**Task goal:**
What you return should be the lines of the data containing "Panics", each in full.

(Collected data entries)
* * *
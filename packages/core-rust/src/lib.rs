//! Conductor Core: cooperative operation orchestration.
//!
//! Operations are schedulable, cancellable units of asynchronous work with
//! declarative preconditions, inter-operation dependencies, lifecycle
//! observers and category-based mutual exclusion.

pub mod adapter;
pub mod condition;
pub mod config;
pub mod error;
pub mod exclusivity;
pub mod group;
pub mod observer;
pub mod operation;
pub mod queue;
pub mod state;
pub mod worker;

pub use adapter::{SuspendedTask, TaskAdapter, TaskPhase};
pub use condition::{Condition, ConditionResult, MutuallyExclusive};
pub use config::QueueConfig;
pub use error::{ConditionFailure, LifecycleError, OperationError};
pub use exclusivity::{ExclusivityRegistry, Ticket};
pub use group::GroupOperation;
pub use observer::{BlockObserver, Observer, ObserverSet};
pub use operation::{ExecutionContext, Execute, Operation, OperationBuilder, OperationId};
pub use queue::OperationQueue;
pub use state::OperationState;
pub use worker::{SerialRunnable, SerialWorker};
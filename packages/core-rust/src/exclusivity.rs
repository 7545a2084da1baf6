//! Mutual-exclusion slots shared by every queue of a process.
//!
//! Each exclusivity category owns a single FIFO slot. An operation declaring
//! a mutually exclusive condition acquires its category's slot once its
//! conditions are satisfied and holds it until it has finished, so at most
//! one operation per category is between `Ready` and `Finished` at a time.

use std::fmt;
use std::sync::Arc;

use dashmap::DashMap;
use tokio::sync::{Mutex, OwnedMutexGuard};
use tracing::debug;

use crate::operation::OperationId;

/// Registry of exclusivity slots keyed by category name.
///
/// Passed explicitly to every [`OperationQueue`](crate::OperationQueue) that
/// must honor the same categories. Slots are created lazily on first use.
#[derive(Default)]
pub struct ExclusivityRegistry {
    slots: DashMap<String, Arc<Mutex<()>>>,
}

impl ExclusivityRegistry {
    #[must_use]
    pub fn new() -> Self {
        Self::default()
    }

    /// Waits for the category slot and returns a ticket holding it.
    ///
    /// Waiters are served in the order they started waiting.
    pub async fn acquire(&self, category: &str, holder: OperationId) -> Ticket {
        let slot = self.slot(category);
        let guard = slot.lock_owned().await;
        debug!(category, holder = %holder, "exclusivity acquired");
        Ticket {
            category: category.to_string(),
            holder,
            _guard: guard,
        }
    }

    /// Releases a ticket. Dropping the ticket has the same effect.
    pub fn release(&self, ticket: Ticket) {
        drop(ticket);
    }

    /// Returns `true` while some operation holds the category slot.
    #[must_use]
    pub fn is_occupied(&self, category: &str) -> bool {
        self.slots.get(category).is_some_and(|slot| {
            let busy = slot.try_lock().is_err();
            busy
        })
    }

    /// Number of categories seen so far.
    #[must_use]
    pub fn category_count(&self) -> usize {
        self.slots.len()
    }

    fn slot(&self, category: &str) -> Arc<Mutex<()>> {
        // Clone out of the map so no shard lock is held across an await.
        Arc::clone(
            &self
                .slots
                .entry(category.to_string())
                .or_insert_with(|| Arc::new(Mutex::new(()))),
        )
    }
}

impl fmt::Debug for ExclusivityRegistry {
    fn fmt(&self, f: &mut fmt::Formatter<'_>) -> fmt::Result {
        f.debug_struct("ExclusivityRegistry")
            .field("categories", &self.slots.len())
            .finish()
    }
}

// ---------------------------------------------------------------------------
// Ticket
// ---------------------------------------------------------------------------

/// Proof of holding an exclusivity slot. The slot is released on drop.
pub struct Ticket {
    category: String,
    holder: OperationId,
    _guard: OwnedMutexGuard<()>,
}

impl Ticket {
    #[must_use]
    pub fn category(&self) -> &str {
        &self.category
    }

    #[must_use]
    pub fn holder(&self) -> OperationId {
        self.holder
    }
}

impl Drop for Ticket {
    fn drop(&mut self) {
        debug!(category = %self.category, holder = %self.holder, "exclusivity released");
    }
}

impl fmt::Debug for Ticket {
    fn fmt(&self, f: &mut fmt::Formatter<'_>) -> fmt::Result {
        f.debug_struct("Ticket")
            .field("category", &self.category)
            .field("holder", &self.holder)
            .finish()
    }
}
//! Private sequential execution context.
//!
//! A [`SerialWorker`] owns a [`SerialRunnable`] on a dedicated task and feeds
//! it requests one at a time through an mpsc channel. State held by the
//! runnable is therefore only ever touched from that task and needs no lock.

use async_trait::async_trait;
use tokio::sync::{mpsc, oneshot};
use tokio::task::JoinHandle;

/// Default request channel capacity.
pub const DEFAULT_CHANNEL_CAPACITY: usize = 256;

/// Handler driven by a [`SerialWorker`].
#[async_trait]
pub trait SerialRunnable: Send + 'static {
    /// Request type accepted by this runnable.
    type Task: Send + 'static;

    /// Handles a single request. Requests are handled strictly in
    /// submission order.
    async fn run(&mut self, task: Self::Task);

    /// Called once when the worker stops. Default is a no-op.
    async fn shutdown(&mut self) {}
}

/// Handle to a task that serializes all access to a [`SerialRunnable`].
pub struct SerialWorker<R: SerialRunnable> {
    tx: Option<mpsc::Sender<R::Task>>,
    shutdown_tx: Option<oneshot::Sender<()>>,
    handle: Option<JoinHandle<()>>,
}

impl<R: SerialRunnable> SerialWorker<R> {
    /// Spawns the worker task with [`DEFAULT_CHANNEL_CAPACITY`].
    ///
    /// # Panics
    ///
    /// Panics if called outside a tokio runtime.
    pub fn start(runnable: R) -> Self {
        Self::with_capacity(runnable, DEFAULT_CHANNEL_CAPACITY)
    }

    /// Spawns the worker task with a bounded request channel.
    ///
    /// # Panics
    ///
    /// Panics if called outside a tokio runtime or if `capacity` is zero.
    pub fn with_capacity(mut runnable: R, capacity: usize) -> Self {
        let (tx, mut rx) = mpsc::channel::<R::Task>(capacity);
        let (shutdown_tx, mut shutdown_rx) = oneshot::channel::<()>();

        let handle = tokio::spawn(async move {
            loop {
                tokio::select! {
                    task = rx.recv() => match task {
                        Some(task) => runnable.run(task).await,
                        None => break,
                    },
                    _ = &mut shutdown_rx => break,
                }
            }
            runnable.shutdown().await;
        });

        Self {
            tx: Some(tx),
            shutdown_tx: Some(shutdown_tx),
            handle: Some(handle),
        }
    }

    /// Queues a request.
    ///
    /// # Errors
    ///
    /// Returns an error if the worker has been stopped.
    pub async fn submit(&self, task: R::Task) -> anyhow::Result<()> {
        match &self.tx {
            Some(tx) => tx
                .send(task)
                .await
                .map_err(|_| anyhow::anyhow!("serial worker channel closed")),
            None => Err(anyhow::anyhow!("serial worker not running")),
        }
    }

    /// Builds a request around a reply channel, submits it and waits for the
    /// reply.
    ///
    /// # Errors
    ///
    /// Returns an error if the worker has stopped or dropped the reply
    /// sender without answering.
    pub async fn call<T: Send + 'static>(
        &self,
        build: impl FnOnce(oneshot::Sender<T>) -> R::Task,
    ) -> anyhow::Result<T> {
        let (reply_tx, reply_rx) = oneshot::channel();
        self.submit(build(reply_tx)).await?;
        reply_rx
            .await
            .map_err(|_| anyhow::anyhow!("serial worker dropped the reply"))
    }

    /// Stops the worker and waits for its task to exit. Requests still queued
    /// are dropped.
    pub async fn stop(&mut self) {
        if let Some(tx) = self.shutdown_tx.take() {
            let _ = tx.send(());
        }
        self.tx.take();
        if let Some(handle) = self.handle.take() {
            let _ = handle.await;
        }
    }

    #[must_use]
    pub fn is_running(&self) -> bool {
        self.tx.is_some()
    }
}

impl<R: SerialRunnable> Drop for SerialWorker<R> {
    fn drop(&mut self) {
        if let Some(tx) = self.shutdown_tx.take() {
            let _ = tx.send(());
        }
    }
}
* * *
**Answer to this task:**
    /// # Panics
    /// Panics if called outside a tokio runtime.
    /// # Panics
    /// Panics if called outside a tokio runtime or if `capacity` is zero.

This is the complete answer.